Word for word, restate the lines of the material below from its first line through the one containing "use crate::models::StravaActivity;". Omit the rest.
---
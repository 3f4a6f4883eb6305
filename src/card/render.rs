// SPDX-License-Identifier: MIT
// Copyright 2026 Roland Dreier <roland@rolandd.dev>

//! Card drawing and rasterization.

use crate::card::catalog::Rgba;
use crate::card::layout::{CardLayout, Point, Rect};
use crate::card::svg::{Surface, TextStyle};
use crate::models::StravaActivity;
use geo::{BoundingRect, LineString};
use std::sync::Arc;

const ROUTE_STROKE: Rgba = Rgba::new(255, 255, 255, 0.9);

/// Draw a laid-out card onto a fresh SVG surface.
///
/// `route` is a Strava encoded polyline; it is only drawn when the layout
/// reserved a route area.
pub fn render_svg(layout: &CardLayout, route: Option<&str>) -> String {
    let canvas = &layout.canvas;
    let mut surface = Surface::new(canvas);

    if let Some(stops) = layout.background {
        let paint = surface.linear_gradient(
            Point { x: 0.0, y: 0.0 },
            Point {
                x: canvas.display_width,
                y: canvas.display_height,
            },
            stops.from,
            stops.to,
        );
        surface.fill_rect(
            Rect {
                x: 0.0,
                y: 0.0,
                width: canvas.display_width,
                height: canvas.display_height,
            },
            &paint,
        );
    }

    if let (Some(area), Some(encoded)) = (layout.route_area, route) {
        match project_route(encoded, area) {
            Some(points) => surface.stroke_polyline(&points, ROUTE_STROKE, canvas.base() * 0.08),
            None => tracing::debug!("Route polyline unusable, drawing card without it"),
        }
    }

    for element in &layout.elements {
        for line in &element.lines {
            surface.fill_text(
                &line.text,
                element.anchor.x,
                element.anchor.y + line.offset_y,
                TextStyle {
                    family: layout.font_family,
                    size: line.font_size,
                    weight: line.font_weight,
                    fill: Rgba { a: line.alpha, ..Rgba::WHITE },
                    align: element.align,
                },
            );
        }
    }

    surface.finish()
}

/// Decode a Strava polyline and fit it into `area`, north up, keeping its
/// aspect ratio and centering it.
pub fn project_route(encoded: &str, area: Rect) -> Option<Vec<Point>> {
    let line: LineString<f64> = polyline::decode_polyline(encoded, 5).ok()?;
    let bounds = line.bounding_rect()?;

    // Shrink longitudes so the trace isn't stretched away from the equator.
    let mid_lat = (bounds.min().y + bounds.max().y) / 2.0;
    let lon_scale = mid_lat.to_radians().cos().abs().max(1e-6);

    let span_x = bounds.width() * lon_scale;
    let span_y = bounds.height();
    if span_x <= 0.0 && span_y <= 0.0 {
        return None;
    }

    let scale = match (span_x > 0.0, span_y > 0.0) {
        (true, true) => (area.width / span_x).min(area.height / span_y),
        (true, false) => area.width / span_x,
        _ => area.height / span_y,
    };

    let offset_x = area.x + (area.width - span_x * scale) / 2.0;
    let offset_y = area.y + (area.height - span_y * scale) / 2.0;

    let points = line
        .coords()
        .map(|c| Point {
            x: offset_x + (c.x - bounds.min().x) * lon_scale * scale,
            y: offset_y + (bounds.max().y - c.y) * scale,
        })
        .collect();
    Some(points)
}

/// Download name for an exported card: `<slug>-<id>.<ext>`.
pub fn export_file_name(activity: &StravaActivity, ext: &str) -> String {
    let mut slug = String::with_capacity(activity.name.len());
    for c in activity.name.chars().flat_map(char::to_lowercase) {
        if c.is_ascii_alphanumeric() {
            slug.push(c);
        } else if !slug.is_empty() && !slug.ends_with('-') {
            slug.push('-');
        }
        if slug.len() >= 48 {
            break;
        }
    }
    let slug = slug.trim_end_matches('-');
    let slug = if slug.is_empty() { "activity" } else { slug };

    format!("{}-{}.{}", slug, activity.id, ext)
}

/// Rasterizes card SVGs to PNG.
///
/// System fonts are loaded once; clones share them.
#[derive(Clone)]
pub struct CardRenderer {
    options: Arc<usvg::Options<'static>>,
}

impl CardRenderer {
    pub fn new() -> Self {
        let mut options = usvg::Options::default();
        options.fontdb_mut().load_system_fonts();
        tracing::info!(faces = options.fontdb.len(), "Loaded fonts for card rendering");
        Self {
            options: Arc::new(options),
        }
    }

    /// Renderer without any fonts. Text is skipped when rasterizing.
    pub fn without_fonts() -> Self {
        Self {
            options: Arc::new(usvg::Options::default()),
        }
    }

    pub fn render_png(&self, svg: &str) -> Result<Vec<u8>, RenderError> {
        let tree = usvg::Tree::from_str(svg, &self.options)
            .map_err(|e| RenderError::Parse(e.to_string()))?;

        let size = tree.size().to_int_size();
        let mut pixmap = tiny_skia::Pixmap::new(size.width(), size.height())
            .ok_or(RenderError::EmptyCanvas)?;

        resvg::render(&tree, tiny_skia::Transform::default(), &mut pixmap.as_mut());

        pixmap
            .encode_png()
            .map_err(|e| RenderError::Encode(e.to_string()))
    }
}

impl Default for CardRenderer {
    fn default() -> Self {
        Self::new()
    }
}

/// Errors from card rasterization.
#[derive(Debug, thiserror::Error)]
pub enum RenderError {
    #[error("Failed to parse card SVG: {0}")]
    Parse(String),

    #[error("Card has no pixels")]
    EmptyCanvas,

    #[error("Failed to encode PNG: {0}")]
    Encode(String),
}
// SPDX-License-Identifier: MIT
// Copyright 2026 Roland Dreier <roland@rolandd.dev>

//! Firestore client wrapper with typed operations.
//!
//! Two collections, both keyed by Strava athlete id:
//! - `users` (profile shown in the dashboard)
//! - `tokens` (Strava OAuth token pair)
//!
//! Without a GCP project the same operations run against process memory.

use crate::db::collections;
use crate::error::AppError;
use crate::models::{User, UserTokens};
use dashmap::DashMap;
use std::sync::Arc;

/// Database client.
#[derive(Clone)]
pub struct FirestoreDb {
    backend: Backend,
}

#[derive(Clone)]
enum Backend {
    Firestore(firestore::FirestoreDb),
    Memory(Arc<MemoryStore>),
}

#[derive(Default)]
struct MemoryStore {
    users: DashMap<u64, User>,
    tokens: DashMap<u64, UserTokens>,
}

impl FirestoreDb {
    /// Create a new Firestore client.
    ///
    /// For local development with emulator, set FIRESTORE_EMULATOR_HOST.
    pub async fn new(project_id: &str) -> Result<Self, AppError> {
        // The emulator accepts any token; skip credential discovery entirely.
        if std::env::var("FIRESTORE_EMULATOR_HOST").is_ok() {
            return Self::create_emulator_client(project_id).await;
        }

        let client = firestore::FirestoreDb::new(project_id)
            .await
            .map_err(|e| AppError::Database(format!("Failed to connect to Firestore: {}", e)))?;

        tracing::info!(project = project_id, "Connected to Firestore");

        Ok(Self {
            backend: Backend::Firestore(client),
        })
    }

    /// Create a Firestore client for the emulator with unauthenticated access.
    async fn create_emulator_client(project_id: &str) -> Result<Self, AppError> {
        let token_source = gcloud_sdk::ExternalJwtFunctionSource::new(|| async {
            Ok(gcloud_sdk::Token {
                token_type: "Bearer".to_string(),
                token: gcloud_sdk::SecretValue::new(
                    "eyJhbGciOiJub25lIn0.eyJ1aWQiOiJ0ZXN0In0."
                        .to_string()
                        .into(),
                ),
                expiry: chrono::Utc::now() + chrono::Duration::hours(1),
            })
        });

        let options = firestore::FirestoreDbOptions::new(project_id.to_string());

        let client = firestore::FirestoreDb::with_options_token_source(
            options,
            gcloud_sdk::GCP_DEFAULT_SCOPES.clone(),
            gcloud_sdk::TokenSourceType::ExternalSource(Box::new(token_source)),
        )
        .await
        .map_err(|e| {
            AppError::Database(format!("Failed to connect to Firestore Emulator: {}", e))
        })?;

        tracing::info!(project = project_id, "Connected to Firestore emulator");

        Ok(Self {
            backend: Backend::Firestore(client),
        })
    }

    /// Process-local store. Data is lost on restart.
    pub fn new_memory() -> Self {
        Self {
            backend: Backend::Memory(Arc::new(MemoryStore::default())),
        }
    }

    pub fn is_memory(&self) -> bool {
        matches!(self.backend, Backend::Memory(_))
    }

    // ─── User Operations ─────────────────────────────────────────

    /// Get a user by their Strava athlete ID.
    pub async fn get_user(&self, athlete_id: u64) -> Result<Option<User>, AppError> {
        match &self.backend {
            Backend::Firestore(client) => client
                .fluent()
                .select()
                .by_id_in(collections::USERS)
                .obj()
                .one(&athlete_id.to_string())
                .await
                .map_err(|e| AppError::Database(e.to_string())),
            Backend::Memory(store) => Ok(store.users.get(&athlete_id).map(|u| u.clone())),
        }
    }

    /// Create or update a user.
    pub async fn upsert_user(&self, user: &User) -> Result<(), AppError> {
        match &self.backend {
            Backend::Firestore(client) => {
                let _: () = client
                    .fluent()
                    .update()
                    .in_col(collections::USERS)
                    .document_id(user.strava_athlete_id.to_string())
                    .object(user)
                    .execute()
                    .await
                    .map_err(|e| AppError::Database(e.to_string()))?;
            }
            Backend::Memory(store) => {
                store.users.insert(user.strava_athlete_id, user.clone());
            }
        }
        Ok(())
    }

    // ─── Token Operations ────────────────────────────────────────

    /// Get the stored token pair for a user.
    pub async fn get_tokens(&self, athlete_id: u64) -> Result<Option<UserTokens>, AppError> {
        match &self.backend {
            Backend::Firestore(client) => client
                .fluent()
                .select()
                .by_id_in(collections::TOKENS)
                .obj()
                .one(&athlete_id.to_string())
                .await
                .map_err(|e| AppError::Database(e.to_string())),
            Backend::Memory(store) => Ok(store.tokens.get(&athlete_id).map(|t| t.clone())),
        }
    }

    /// Store (replace) the token pair for a user.
    pub async fn set_tokens(&self, athlete_id: u64, tokens: &UserTokens) -> Result<(), AppError> {
        match &self.backend {
            Backend::Firestore(client) => {
                let _: () = client
                    .fluent()
                    .update()
                    .in_col(collections::TOKENS)
                    .document_id(athlete_id.to_string())
                    .object(tokens)
                    .execute()
                    .await
                    .map_err(|e| AppError::Database(e.to_string()))?;
            }
            Backend::Memory(store) => {
                store.tokens.insert(athlete_id, tokens.clone());
            }
        }
        Ok(())
    }

    /// Delete tokens (sign-out with revoke).
    pub async fn delete_tokens(&self, athlete_id: u64) -> Result<(), AppError> {
        match &self.backend {
            Backend::Firestore(client) => {
                client
                    .fluent()
                    .delete()
                    .from(collections::TOKENS)
                    .document_id(athlete_id.to_string())
                    .execute()
                    .await
                    .map_err(|e| AppError::Database(e.to_string()))?;
            }
            Backend::Memory(store) => {
                store.tokens.remove(&athlete_id);
            }
        }
        Ok(())
    }
}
---
Reply =
repository 3f4a6f4883eb6305
filename src/card/render.rs
// SPDX-License-Identifier: MIT
// Copyright 2026 Roland Dreier <roland@rolandd.dev>

//! Card drawing and rasterization.

use crate::card::catalog::Rgba;
use crate::card::layout::{CardLayout, Point, Rect};
use crate::card::svg::{Surface, TextStyle};
use crate::models::StravaActivity;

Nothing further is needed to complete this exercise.